My first acquaintance with Greece, the Aegean, and the Near East was over a period of three and a half years during the Second World War. At a later date I was able to return at leisure several times at the helm of small boats, and come to know intimately these seas and lands once fought over by the warring armies and fleets of the Greeks and the Persians. It may not help to have sailed around Salamis, to have circumnavigated Euboea, or to have felt the lash of an Aegean storm, but it did serve to shed a new light upon the classics, and to make the great struggle between Greece and Persia comprehensible in geographical and nautical terms. It is
true that, over two millennia, many geographical features have changed - the Pass of Thermopylae is the most obvious instance -but, by and large, the land, especially when approached in a small boat, remains timeless. The Turkish coast, and even the mainland, has changed least of all, and it is not too difficult to recapture the feel of ancient Ionia.

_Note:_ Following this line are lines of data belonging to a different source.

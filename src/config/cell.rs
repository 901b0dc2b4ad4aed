//! Typed config cells with change listeners

use super::value::ConfigValue;
use crate::core::Result;
use parking_lot::{Mutex, RwLock};
use std::any::Any;
use std::collections::BTreeMap;
use std::fmt;
use std::sync::atomic::{AtomicU64, Ordering};
use std::sync::Arc;

/// Change callback receiving `(old, new)`
pub type ConfigListener<T> = Arc<dyn Fn(&T, &T) -> Result<()> + Send + Sync>;

static NEXT_LISTENER_KEY: AtomicU64 = AtomicU64::new(1);

/// Type-erased view of a [`ConfigCell`], used by the document loader
pub trait ConfigVar: Send + Sync {
    fn name(&self) -> &str;

    fn description(&self) -> &str;

    /// Name of the value type the cell was created with
    fn type_name(&self) -> &'static str;

    fn to_config_string(&self) -> Result<String>;

    /// Parse `text` and store it through [`ConfigCell::set_value`]
    fn load_str(&self, text: &str) -> Result<()>;

    fn into_any(self: Arc<Self>) -> Arc<dyn Any + Send + Sync>;
}

struct CellState<T> {
    value: T,
    listeners: BTreeMap<u64, ConfigListener<T>>,
}

/// A named, typed configuration value.
///
/// Writers are serialized. Listeners run on the writing thread before the
/// new value is committed, without any lock on the value held, so they may
/// read the cell (seeing the old value) or manage listeners. A listener must
/// not call [`ConfigCell::set_value`] on its own cell.
pub struct ConfigCell<T: ConfigValue> {
    name: String,
    description: String,
    update: Mutex<()>,
    state: RwLock<CellState<T>>,
}

impl<T: ConfigValue> ConfigCell<T> {
    pub fn new(name: impl Into<String>, default: T, description: impl Into<String>) -> Self {
        Self {
            name: name.into(),
            description: description.into(),
            update: Mutex::new(()),
            state: RwLock::new(CellState {
                value: default,
                listeners: BTreeMap::new(),
            }),
        }
    }

    pub fn name(&self) -> &str {
        &self.name
    }

    pub fn description(&self) -> &str {
        &self.description
    }

    pub fn value(&self) -> T {
        self.state.read().value.clone()
    }

    /// Borrow the current value without cloning it
    pub fn with_value<R>(&self, f: impl FnOnce(&T) -> R) -> R {
        f(&self.state.read().value)
    }

    /// Replace the value, notifying every listener first.
    ///
    /// An equal value is a no-op. The value is committed even when a listener
    /// fails; the first listener error is returned.
    pub fn set_value(&self, value: T) -> Result<()> {
        let _update = self.update.lock();

        let (old, listeners) = {
            let state = self.state.read();
            if state.value == value {
                return Ok(());
            }
            let listeners: Vec<ConfigListener<T>> = state.listeners.values().cloned().collect();
            (state.value.clone(), listeners)
        };

        let mut first_error = None;
        for listener in listeners {
            if let Err(e) = listener(&old, &value) {
                first_error.get_or_insert(e);
            }
        }

        self.state.write().value = value;

        match first_error {
            Some(e) => Err(e),
            None => Ok(()),
        }
    }

    /// Subscribe to changes; the returned key removes this subscription
    pub fn add_listener<F>(&self, listener: F) -> u64
    where
        F: Fn(&T, &T) -> Result<()> + Send + Sync + 'static,
    {
        let key = NEXT_LISTENER_KEY.fetch_add(1, Ordering::Relaxed);
        self.state.write().listeners.insert(key, Arc::new(listener));
        key
    }

    pub fn del_listener(&self, key: u64) -> bool {
        self.state.write().listeners.remove(&key).is_some()
    }

    pub fn get_listener(&self, key: u64) -> Option<ConfigListener<T>> {
        self.state.read().listeners.get(&key).cloned()
    }

    pub fn clear_listeners(&self) {
        self.state.write().listeners.clear();
    }

    pub fn listener_count(&self) -> usize {
        self.state.read().listeners.len()
    }
}

impl<T: ConfigValue> ConfigVar for ConfigCell<T> {
    fn name(&self) -> &str {
        &self.name
    }

    fn description(&self) -> &str {
        &self.description
    }

    fn type_name(&self) -> &'static str {
        std::any::type_name::<T>()
    }

    fn to_config_string(&self) -> Result<String> {
        self.with_value(|value| value.to_config_string())
    }

    fn load_str(&self, text: &str) -> Result<()> {
        let value = T::from_config_str(text)?;
        self.set_value(value)
    }

    fn into_any(self: Arc<Self>) -> Arc<dyn Any + Send + Sync> {
        self
    }
}

impl<T: ConfigValue + fmt::Debug> fmt::Debug for ConfigCell<T> {
    fn fmt(&self, f: &mut fmt::Formatter<'_>) -> fmt::Result {
        let state = self.state.read();
        f.debug_struct("ConfigCell")
            .field("name", &self.name)
            .field("value", &state.value)
            .field("listeners", &state.listeners.len())
            .finish()
    }
}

While researching the history of this momentous year I found that, among the numerous scholars who had published full-length works and many a learned treatise, nearly all seemed to share one thing in common. This was a natural and, to my mind, inevitable pro-Athenian bias. I say ‘inevitable’ because the great result of the Persian defeat in Europe led to the shining fifty years (or less) in which Athens transfigured the whole of the West through her architecture, her drama, her poetry, her sculpture, philosophy, and her whole attitude towards man’s predicament in this temporal world. On the other hand, the Spartans - those strange and remarkable people, whose virtues the West would do well to emulate in our time - are somewhat absent from the records. They are there, certainly enough, but their presence is obscured by the fact that they abstained from literature. The fact that a Spartan admiral, Eurybiades, was in command at the naval battles of Artemisium and Salamis is somewhat glossed over. (He remains, as in some British accounts of the Second World War, a figure rather like General Eisenhower: a man who had never fought a battle, but who could achieve some kind of stability between unstable allies.) ‘I fear the Greeks, even when bearing gifts …’ and the gifts of the great Athenian poets, dramatists, and historians must always be a little suspect in terms of Truth.
The last stand of King Leonidas and the Spartans was told as a golden story in my youth. Since then it would seem to have been downgraded, perhaps because their military outlook and stubborn courage have made them unattractive to a hedonistic society. Without courage, Man is nothing. Without the Battle of Thermopylae, that pass held against all odds, there would never have followed Artemisium, Salamis and Plataea. Distasteful though it may have been to later historians, preoccupied with Athens, it was very largely the generalship of the Spartan Pausanias that made the victory of Plataea possible.
I have ended this brief account with the battle of Plataea itself.
The subsequent Ionian revolt against the Persians was inevitable* The destruction of the Persian fleet at Mycale was, although a story in itself, equally inevitable. Plataea closes the door.